**Entries shown**
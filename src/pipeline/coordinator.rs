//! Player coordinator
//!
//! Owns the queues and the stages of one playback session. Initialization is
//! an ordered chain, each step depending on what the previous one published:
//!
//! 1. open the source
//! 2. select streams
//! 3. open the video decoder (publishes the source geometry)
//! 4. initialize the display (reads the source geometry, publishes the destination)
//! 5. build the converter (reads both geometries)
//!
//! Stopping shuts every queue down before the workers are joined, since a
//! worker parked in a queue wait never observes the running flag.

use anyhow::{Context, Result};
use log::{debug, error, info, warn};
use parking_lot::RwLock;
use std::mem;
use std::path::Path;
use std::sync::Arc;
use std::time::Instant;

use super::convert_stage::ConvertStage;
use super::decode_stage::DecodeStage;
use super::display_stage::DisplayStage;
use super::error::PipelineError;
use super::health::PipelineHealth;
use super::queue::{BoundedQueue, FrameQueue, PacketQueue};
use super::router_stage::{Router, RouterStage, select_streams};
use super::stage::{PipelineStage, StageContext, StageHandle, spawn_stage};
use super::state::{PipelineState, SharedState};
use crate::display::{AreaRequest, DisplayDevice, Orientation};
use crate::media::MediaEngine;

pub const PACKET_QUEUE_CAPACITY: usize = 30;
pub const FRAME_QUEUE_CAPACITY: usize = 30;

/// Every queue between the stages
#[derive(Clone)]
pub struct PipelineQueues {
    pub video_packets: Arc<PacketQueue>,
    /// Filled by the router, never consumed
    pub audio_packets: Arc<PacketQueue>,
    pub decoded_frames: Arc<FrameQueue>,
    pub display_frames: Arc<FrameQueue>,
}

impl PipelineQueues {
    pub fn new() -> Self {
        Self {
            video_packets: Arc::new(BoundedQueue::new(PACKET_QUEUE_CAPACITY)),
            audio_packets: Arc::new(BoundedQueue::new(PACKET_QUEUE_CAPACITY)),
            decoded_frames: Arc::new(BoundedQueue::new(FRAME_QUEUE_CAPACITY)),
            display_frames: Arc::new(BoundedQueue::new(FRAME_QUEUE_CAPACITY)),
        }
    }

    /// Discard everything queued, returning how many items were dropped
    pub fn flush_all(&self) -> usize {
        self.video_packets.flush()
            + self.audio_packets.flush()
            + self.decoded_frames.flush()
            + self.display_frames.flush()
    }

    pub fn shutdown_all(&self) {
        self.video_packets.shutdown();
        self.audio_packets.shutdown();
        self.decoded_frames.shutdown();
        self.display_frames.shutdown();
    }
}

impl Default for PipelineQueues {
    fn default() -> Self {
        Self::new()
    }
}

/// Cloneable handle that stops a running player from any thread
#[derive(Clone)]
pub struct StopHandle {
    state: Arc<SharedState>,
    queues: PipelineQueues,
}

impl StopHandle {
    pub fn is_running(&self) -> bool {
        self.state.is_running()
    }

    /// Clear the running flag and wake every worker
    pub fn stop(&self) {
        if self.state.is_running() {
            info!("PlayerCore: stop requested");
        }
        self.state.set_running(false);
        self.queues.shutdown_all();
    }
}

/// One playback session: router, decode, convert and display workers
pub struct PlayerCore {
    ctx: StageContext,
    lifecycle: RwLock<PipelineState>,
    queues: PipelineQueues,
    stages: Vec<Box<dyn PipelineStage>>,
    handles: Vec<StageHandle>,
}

**Action item**
Each line of the data is to be output exactly, with none skipped.

**The answer**
filename src/pipeline/coordinator.rs
//! Player coordinator
//!
//! Owns the queues and the stages of one playback session. Initialization is
//! an ordered chain, each step depending on what the previous one published:
//!
//! 1. open the source
//! 2. select streams
//! 3. open the video decoder (publishes the source geometry)
//! 4. initialize the display (reads the source geometry, publishes the destination)
//! 5. build the converter (reads both geometries)
//!
//! Stopping shuts every queue down before the workers are joined, since a
//! worker parked in a queue wait never observes the running flag.

use anyhow::{Context, Result};
use log::{debug, error, info, warn};
use parking_lot::RwLock;
use std::mem;
use std::path::Path;
use std::sync::Arc;
use std::time::Instant;

use super::convert_stage::ConvertStage;
use super::decode_stage::DecodeStage;
use super::display_stage::DisplayStage;
use super::error::PipelineError;
use super::health::PipelineHealth;
use super::queue::{BoundedQueue, FrameQueue, PacketQueue};
use super::router_stage::{Router, RouterStage, select_streams};
use super::stage::{PipelineStage, StageContext, StageHandle, spawn_stage};
use super::state::{PipelineState, SharedState};
use crate::display::{AreaRequest, DisplayDevice, Orientation};
use crate::media::MediaEngine;

pub const PACKET_QUEUE_CAPACITY: usize = 30;
pub const FRAME_QUEUE_CAPACITY: usize = 30;

/// Every queue between the stages
#[derive(Clone)]
pub struct PipelineQueues {
    pub video_packets: Arc<PacketQueue>,
    /// Filled by the router, never consumed
    pub audio_packets: Arc<PacketQueue>,
    pub decoded_frames: Arc<FrameQueue>,
    pub display_frames: Arc<FrameQueue>,
}

impl PipelineQueues {
    pub fn new() -> Self {
        Self {
            video_packets: Arc::new(BoundedQueue::new(PACKET_QUEUE_CAPACITY)),
            audio_packets: Arc::new(BoundedQueue::new(PACKET_QUEUE_CAPACITY)),
            decoded_frames: Arc::new(BoundedQueue::new(FRAME_QUEUE_CAPACITY)),
            display_frames: Arc::new(BoundedQueue::new(FRAME_QUEUE_CAPACITY)),
        }
    }

    /// Discard everything queued, returning how many items were dropped
    pub fn flush_all(&self) -> usize {
        self.video_packets.flush()
            + self.audio_packets.flush()
            + self.decoded_frames.flush()
            + self.display_frames.flush()
    }

    pub fn shutdown_all(&self) {
        self.video_packets.shutdown();
        self.audio_packets.shutdown();
        self.decoded_frames.shutdown();
        self.display_frames.shutdown();
    }
}

impl Default for PipelineQueues {
    fn default() -> Self {
        Self::new()
    }
}

/// Cloneable handle that stops a running player from any thread
#[derive(Clone)]
pub struct StopHandle {
    state: Arc<SharedState>,
    queues: PipelineQueues,
}

impl StopHandle {
    pub fn is_running(&self) -> bool {
        self.state.is_running()
    }

    /// Clear the running flag and wake every worker
    pub fn stop(&self) {
        if self.state.is_running() {
            info!("PlayerCore: stop requested");
        }
        self.state.set_running(false);
        self.queues.shutdown_all();
    }
}

/// One playback session: router, decode, convert and display workers
pub struct PlayerCore {
    ctx: StageContext,
    lifecycle: RwLock<PipelineState>,
    queues: PipelineQueues,
    stages: Vec<Box<dyn PipelineStage>>,
    handles: Vec<StageHandle>,
}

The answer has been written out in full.